Size_t

I am used to use size_t for variables such as index to large arrays or other quantities that could hold large ineger numbers, in other programming languages such as C.

After doing some experiments with CUDA I found that if I use
size_t indx = blockIdx.x*blockDim.x +threadIdx.x;
I get bad results (for memory elements, whether in global or shared memory)

while if I change to
int indx = blockIdx.x*blockDim.x +threadIdx.x;

Am I correct to conclude that I should not use size_t in CUDA?

Can you show a minimal self-contained repro code that demonstrates the issue? Also, include the exact nvcc command line used to compile the code.

There is no reason why size_t shouldn’t be fully functional, however you may want to avoid it for performance reasons. GPUs are 32-bit machines and 64-bit integer arithmetic must therefore be emulated. size_t basically maps to unsigned long long int on any supported 64-bit platform.

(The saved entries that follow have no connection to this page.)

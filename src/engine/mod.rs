//! Seam to the reasoning engine.
//!
//! # Data Flow
//! ```text
//! Gateway::handle_message
//!     → ReasoningEngine::handle(message, session, context, toolbox)
//!         → toolbox.read  → TTL cache → ResilientCall → SharedClient
//!         → toolbox.write → SharedClient (single attempt)
//! ```
//!
//! The engine itself is opaque. [`RemoteEngine`] forwards each turn over
//! HTTP; an out-of-process engine reaches the toolbox through the
//! `/v1/tools/*` endpoints.

pub mod remote;
pub mod toolbox;

use futures_util::future::BoxFuture;

use crate::agents::TenantContext;
use crate::client::types::GatewayResult;

pub use remote::RemoteEngine;
pub use toolbox::Toolbox;

/// Produces a reply for one message of one conversation.
pub trait ReasoningEngine: Send + Sync {
    fn handle<'a>(
        &'a self,
        message: &'a str,
        session_id: &'a str,
        context: &'a TenantContext,
        toolbox: &'a Toolbox,
    ) -> BoxFuture<'a, GatewayResult<String>>;
}
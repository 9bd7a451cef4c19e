//! Breaker-guarded, retrying call composition.

use std::future::Future;
use std::sync::Arc;
use std::time::Instant;

use crate::client::types::{GatewayError, GatewayResult, PartitionKey};
use crate::observability::metrics;
use crate::resilience::circuit_breaker::CircuitBreaker;
use crate::resilience::retries::RetryingInvoker;

/// Composes a [`CircuitBreaker`] and a [`RetryingInvoker`] around a call factory.
///
/// Breaker health tracks connectivity, not business outcome: any received
/// response, including a [`GatewayError::Remote`], counts as a success.
#[derive(Debug, Clone)]
pub struct ResilientCall {
    breaker: Arc<CircuitBreaker>,
    invoker: RetryingInvoker,
}

impl ResilientCall {
    pub fn new(breaker: Arc<CircuitBreaker>, invoker: RetryingInvoker) -> Self {
        Self { breaker, invoker }
    }

    pub fn breaker(&self) -> &Arc<CircuitBreaker> {
        &self.breaker
    }

    /// Run `factory` unless the breaker for `partition` is open.
    pub async fn call<T, F, Fut>(
        &self,
        operation_key: &str,
        partition: &PartitionKey,
        factory: F,
    ) -> GatewayResult<T>
    where
        F: FnMut() -> Fut,
        Fut: Future<Output = GatewayResult<T>>,
    {
        let start = Instant::now();

        if self.breaker.is_open(partition) {
            tracing::warn!(
                breaker = %self.breaker.name(),
                operation = %operation_key,
                partition = %partition,
                "Circuit open, call rejected without network I/O"
            );
            metrics::record_upstream_call(operation_key, "breaker_open", start);
            return Err(GatewayError::BreakerOpen {
                breaker: self.breaker.name().to_string(),
                partition: partition.to_string(),
            });
        }

        let result = self.invoker.invoke(operation_key, factory).await;

        let outcome = match &result {
            Ok(_) => {
                self.breaker.record_success(partition);
                "ok"
            }
            Err(GatewayError::Remote { .. }) => {
                self.breaker.record_success(partition);
                "remote_error"
            }
            Err(err) if err.is_transport() => {
                self.breaker.record_failure(partition);
                "transport_error"
            }
            Err(_) => "error",
        };
        metrics::record_upstream_call(operation_key, outcome, start);

        result
    }
}
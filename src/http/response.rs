//! Error responses.
//!
//! # Status Mapping
//! ```text
//! Validation  → 400
//! BreakerOpen → 503
//! Transport   → 502
//! Remote      → 502
//! Timeout     → 504
//! ```

use axum::http::StatusCode;
use axum::response::{IntoResponse, Response};
use axum::Json;
use serde::{Deserialize, Serialize};

use crate::client::types::GatewayError;

#[derive(Debug, Clone, Serialize, Deserialize)]
pub struct ErrorBody {
    pub error: String,
    pub message: String,
}

/// A [`GatewayError`] on its way out of an HTTP handler.
#[derive(Debug)]
pub struct ApiError(pub GatewayError);

impl From<GatewayError> for ApiError {
    fn from(err: GatewayError) -> Self {
        Self(err)
    }
}

pub fn status_for(err: &GatewayError) -> StatusCode {
    match err {
        GatewayError::Validation(_) => StatusCode::BAD_REQUEST,
        GatewayError::BreakerOpen { .. } => StatusCode::SERVICE_UNAVAILABLE,
        GatewayError::Transport { .. } | GatewayError::Remote { .. } => StatusCode::BAD_GATEWAY,
        GatewayError::Timeout(_) => StatusCode::GATEWAY_TIMEOUT,
    }
}

impl IntoResponse for ApiError {
    fn into_response(self) -> Response {
        let body = ErrorBody {
            error: self.0.kind().to_string(),
            message: self.0.to_string(),
        };
        (status_for(&self.0), Json(body)).into_response()
    }
}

In most contexts, enumerating data objects with int or unsigned int will suffice.

Thanks for your reply. I am running on Linux 64 bit (Fedora) so based on your answer I guess this may be the reason given that the GPU runs 32 bit.

At any rate, per your request, I attach two files. One is called “size_t.txt” which shows the problem. The other is called “int.txt” which works well.

It all comes down to changing the size_t to int in the definition of the index to make it work. I am not sure why (I am still a learner of CUDA).

size_t.txt (8.8 KB) .
int.txt (8.2 KB)

Cheers

I am using CUDA 9.2 on Windows. I don’t know whether %zu is supported by device-side printf, please check the documentation. I changed all instances of the format specifier%zu to %llu. The output of the two programs variants matches on my system (Kepler-based Quadro K420) and cuda-memcheck has no complaints.

I can indeed see that your choice of %llu solves this problem.

So I guess the problem was with the **printf** choice of format on the GPU

Interestingly, the printf on the host has no problem with %zu.